Or, how to parse XML documents from the shell.
This is part two of a three part series exploring how to automate the experience of alerting your sysadmin that PaperCut MF has a new version available:
PART 1 - Automate your PaperCut MF upgrade review process - Alec shows you how to discover which version of PaperCut MF is currently running on your server
PART 3 - Upgrade Automation: Putting it all together - Alec ties it all together so that a review ticket gets assigned to the correct application administrator for action if a new release appears.

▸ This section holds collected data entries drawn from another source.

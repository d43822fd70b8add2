//! Plugin listing output, as printed by the remote plugin tool.
//!
//! One token per line: either `name` or `name (version)`. Matching is always
//! on whole lines; a name that is a prefix of another never matches it.

/// One parsed line of a listing.
#[derive(Debug, Clone, Copy, PartialEq, Eq)]
pub enum ListingToken<'a> {
    Bare(&'a str),
    Versioned { name: &'a str, version: &'a str },
}

impl<'a> ListingToken<'a> {
    #[must_use]
    pub fn parse(line: &'a str) -> Self {
        line.strip_suffix(')')
            .and_then(|rest| rest.rsplit_once(" ("))
            .filter(|(name, version)| !name.is_empty() && !version.is_empty())
            .map_or(ListingToken::Bare(line), |(name, version)| {
                ListingToken::Versioned { name, version }
            })
    }
}

/// The lines of one listing, trailing whitespace removed, blanks dropped.
#[derive(Debug, Clone, Default, PartialEq, Eq)]
pub struct PluginListing {
    lines: Vec<String>,
}

impl PluginListing {
    #[must_use]
    pub fn parse(stdout: &str) -> Self {
        let lines = stdout
            .lines()
            .map(str::trim_end)
            .filter(|line| !line.is_empty())
            .map(str::to_string)
            .collect();
        Self { lines }
    }

    /// Exact whole-line membership.
    #[must_use]
    pub fn contains(&self, token: &str) -> bool {
        self.lines.iter().any(|line| line == token)
    }

    pub fn tokens(&self) -> impl Iterator<Item = ListingToken<'_>> {
        self.lines.iter().map(|line| ListingToken::parse(line))
    }

    /// Every version listed for exactly `name`, in listing order.
    #[must_use]
    pub fn versions_of(&self, name: &str) -> Vec<&str> {
        self.tokens()
            .filter_map(|token| match token {
                ListingToken::Versioned { name: n, version } if n == name => Some(version),
                _ => None,
            })
            .collect()
    }

    #[must_use]
    pub fn len(&self) -> usize {
        self.lines.len()
    }

    #[must_use]
    pub fn is_empty(&self) -> bool {
        self.lines.is_empty()
    }
}

/// The verbose-listing token for `name` at `version`.
#[must_use]
pub fn versioned_token(name: &str, version: &str) -> String {
    format!("{name} ({version})")
}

In a previous post I talked about how to discover which version of PaperCut MF is running on your server. Now we have that information, we need to know the latest released version from the PaperCut website to see if there is a new release to install.

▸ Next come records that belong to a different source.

//! Integration tests for config loading through the binary.
//!
//! Every test points `HOSTPROBE_CONFIG` or `--config` at a temp path so it
//! never reads `~/.hostprobe/config.yaml`.

#![allow(clippy::expect_used)]

use assert_cmd::Command;
use predicates::prelude::*;
use tempfile::TempDir;

fn hostprobe() -> Command {
    let mut cmd = Command::new(assert_cmd::cargo::cargo_bin!("hostprobe"));
    cmd.env("NO_COLOR", "1");
    cmd
}

fn temp_config(yaml: &str) -> (TempDir, String) {
    let dir = TempDir::new().expect("temp dir");
    let path = dir.path().join("config.yaml");
    std::fs::write(&path, yaml).expect("write config");
    (dir, path.to_string_lossy().into_owned())
}

#[test]
fn test_hosts_lists_configured_hosts() {
    let (_dir, path) = temp_config(
        "hosts:\n  - name: debian\n    address: 10.0.0.5\n    user: vagrant\n  - name: centos\n",
    );

    hostprobe()
        .arg("hosts")
        .env("HOSTPROBE_CONFIG", &path)
        .assert()
        .success()
        .stdout(predicate::str::contains("debian"))
        .stdout(predicate::str::contains("vagrant@10.0.0.5"))
        .stdout(predicate::str::contains("centos"));
}

#[test]
fn test_hosts_json_is_an_array() {
    let (_dir, path) = temp_config("hosts:\n  - name: debian\n    port: 2222\n");

    let output = hostprobe()
        .args(["--json", "--config", path.as_str(), "hosts"])
        .output()
        .expect("runs");

    assert!(output.status.success());
    let hosts: serde_json::Value = serde_json::from_slice(&output.stdout).expect("valid JSON");
    assert_eq!(hosts[0]["name"], "debian");
    assert_eq!(hosts[0]["port"], 2222);
}

#[test]
fn test_hosts_without_config_warns() {
    hostprobe()
        .arg("hosts")
        .env("HOSTPROBE_CONFIG", "/nonexistent/hostprobe/config.yaml")
        .assert()
        .success()
        .stderr(predicate::str::contains("no hosts configured"));
}

#[test]
fn test_missing_explicit_config_is_an_error() {
    hostprobe()
        .args(["--config", "/nonexistent/hostprobe.yaml", "hosts"])
        .assert()
        .code(1)
        .stderr(predicate::str::contains("does not exist"));
}

#[test]
fn test_invalid_config_is_reported() {
    let (_dir, path) = temp_config("env:\n  NOT-A-KEY: x\n");

    hostprobe()
        .args(["--config", path.as_str(), "hosts"])
        .assert()
        .code(1)
        .stderr(predicate::str::contains("Invalid environment override"));
}

#[test]
fn test_configured_artifact_format_is_used() {
    let (_dir, path) = temp_config("artifacts:\n  location: /staging\n  format: rpm\n  arch: aarch64\n");

    hostprobe()
        .args(["--config", path.as_str(), "artifact-path", "logstash-8.15.0"])
        .assert()
        .success()
        .stdout("/staging/logstash-8.15.0-aarch64.rpm\n");
}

Please note that this post is all about how to parse XML data, specifically an Atom feed (using PowerShell or a POSIX shell) rather than anything PaperCut specific.
How we publish information on new PaperCut MF releases
You can discover the latest release of PaperCut MF by looking at our Atom feed here:
http://www.papercut.com/products/mf/release-history.atom
(If you are using PaperCut NG then use the URL http://www.papercut.com/products/ng/release-history.atom )
If you use a feed reader it will look pretty.
But in reality it’s ugly XML, which we need to dive into.
Let’s dump out the PaperCut XML document as text (this works on both Windows PowerShell 7, and a Linux or macOS POSIX shells) so we can explore it.
Note: Instead of saying “POSIX shells” again and again, I am going to refer to the Dash shell .
# PaperCut MF specific URL
curl -sL http://www.papercut.com/products/mf/release-history.atom | more
Which delivers a lot of XML output! (lines truncated to fit article)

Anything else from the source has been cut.